I started thinking back over the last 9-and-a-bit years of my
involvement with CF and how things have changed and what has come and
gone, or come and kept going. iHTML for a start. I was discovered it
back in those early days of Dynamic Internet Applications coming into
existence and it was pretty even-steven as to which was the best
product. CF 2 was a screamer and I converted the demo shopping cart
application that iHTML offered as a marketing suck-you-in to CF code to
see how they compared. The conversion was easy and CF had minor
advantages so we went with that. Now 9+ years later I wonder what ever
happened to iHTML, you don't exactly hear of it very much, so a quick
Google produced: http://www.ihtml.com/, its still there! A "Latest News"
on the home page with the latest item a year old and its just gone to
version 2 after all this time, um........
Umm, distraction at 11pm, and now back at 01:30 and I'm not going to
write any more at this time of night! :-)
So now its lunchtime on Wed and I had wanted to get this out for
everyone to read this morning, oh well.....
So now I am at an old client's site, updating a CMS written almost 4
years back in CF5 to CF7, adding the latest version of eWebEditPro, etc.
All good fun and not too brain-strainy and when I look into the whole
CMS I can see that quite a few folk have stuck their fingers into it
over the last 3 years or so since it went live, and do their different
coding techniques stick out! The original CMS was written by about 4
different folk working for us back then, all experienced developers and
all coding in similar "house" style. Not so the other folk, including
in-house coders here in this Govt dept. It made me do some more
reminiscing about how we worked out how to code for web applications way
back when there was no precedent to follow.
As I have mentioned before I came up the programming path of
assembler/basic, etc so a tag-based language like CF was perfect for me,
a natural fit, and doing things very sequentially was also natural so
those original form pages in KAOS were very sequential, form submits to
a validate/confirmation(do you really mean it?) page and then on to
another page that did the actual work. And different pages for adding
items to editing items. Not so good if you have 15+ fields in a page and
want to make a change, a lot of work suddenly appears! Needless to say
it wasn't long before we collectively thought of re-entrant pages that
do all of the above. A lot of code at the top of the page to do the work
(more often than not an *awful* lot of code) then a small and consistent
and singular instance of html at the bottom for the form itself.
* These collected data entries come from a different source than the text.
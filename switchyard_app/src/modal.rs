// Copyright 2025 the Understory Authors
// SPDX-License-Identifier: Apache-2.0 OR MIT

//! The modal window stack.

use alloc::vec::Vec;

use switchyard_tree::WidgetId;

/// One modal window.
#[derive(Copy, Clone, Debug, PartialEq, Eq)]
pub struct ModalWindowStackEntry {
    /// The modal window.
    pub window: WidgetId,
    /// Widget the modal was opened for.
    pub parent: Option<WidgetId>,
}

/// Only the top entry receives input. Entries are only added or removed at
/// the top.
#[derive(Clone, Debug, Default)]
pub(crate) struct ModalStack {
    entries: Vec<ModalWindowStackEntry>,
}

impl ModalStack {
    pub(crate) fn entries(&self) -> &[ModalWindowStackEntry] {
        &self.entries
    }

    pub(crate) fn top(&self) -> Option<WidgetId> {
        self.entries.last().map(|e| e.window)
    }

    pub(crate) fn is_empty(&self) -> bool {
        self.entries.is_empty()
    }

    pub(crate) fn position(&self, window: WidgetId) -> Option<usize> {
        self.entries.iter().position(|e| e.window == window)
    }

    pub(crate) fn push(&mut self, entry: ModalWindowStackEntry) {
        self.entries.push(entry);
    }

    /// Remove entry `index` and everything above it, topmost first.
    pub(crate) fn pop_from(&mut self, index: usize) -> Vec<ModalWindowStackEntry> {
        if index >= self.entries.len() {
            return Vec::new();
        }
        let mut removed = self.entries.split_off(index);
        removed.reverse();
        removed
    }
}

#[cfg(test)]
mod tests {
    use super::*;
    use switchyard_tree::{LocalWidget, Tree};

    #[test]
    fn popping_a_lower_modal_pops_everything_above() {
        let mut tree = Tree::new();
        let ws: Vec<WidgetId> = (0..3).map(|_| tree.insert_window(None, LocalWidget::default())).collect();
        let mut stack = ModalStack::default();
        for &window in &ws {
            stack.push(ModalWindowStackEntry { window, parent: None });
        }
        assert_eq!(stack.top(), Some(ws[2]));
        let popped: Vec<WidgetId> = stack.pop_from(1).iter().map(|e| e.window).collect();
        assert_eq!(popped, alloc::vec![ws[2], ws[1]]);
        assert_eq!(stack.top(), Some(ws[0]));
        assert!(stack.pop_from(3).is_empty());
        stack.pop_from(0);
        assert!(stack.is_empty());
    }
}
Wonderful! Productivity through the roof on the spot :-) Then the pages
got too big but includes came along about then so then we put each block
of code functionality into an include file and things became manageable
again. You can see where this is going, the path through custom
tags/modules, then UDFs and now CFCs, all steps to make things more
manageable and more maintainable. And back then the simple idea of
putting all of the CF code at the top of the page before the HTML
started and minimal CF actually down in the HTML. Obvious now but we had
to think of it back then :-)
Now we have developers who are from a computer science education and
object orientation and the like comes naturally to them so a CFC is
kind-of normal, not some wonderful new goody to use. That's good but I
just bumped into a page here that made me almost fall off the chair in
surprise because of the dramatic style change that has almost surely
come from that difference in backgrounds, education and experience. How
about a page that had from top down a string of <cffunction> tags
defining functions unique to the page, some of which did actions, some
of which output html and then at the bottom of the page a code block
that just called the functions one at a time. Interesting technique,
very neat but why not just a page with the code and the HTML? No doubt
there was a good reason for doing that but it did dramatically show the
difference in style between myself and that coder (whoever he/she was,
absolutely no comments at the top of the page whatsoever to say what had
been done and why and by whom)
Oh well, lunch over and back to the wheel before the fun of this evening!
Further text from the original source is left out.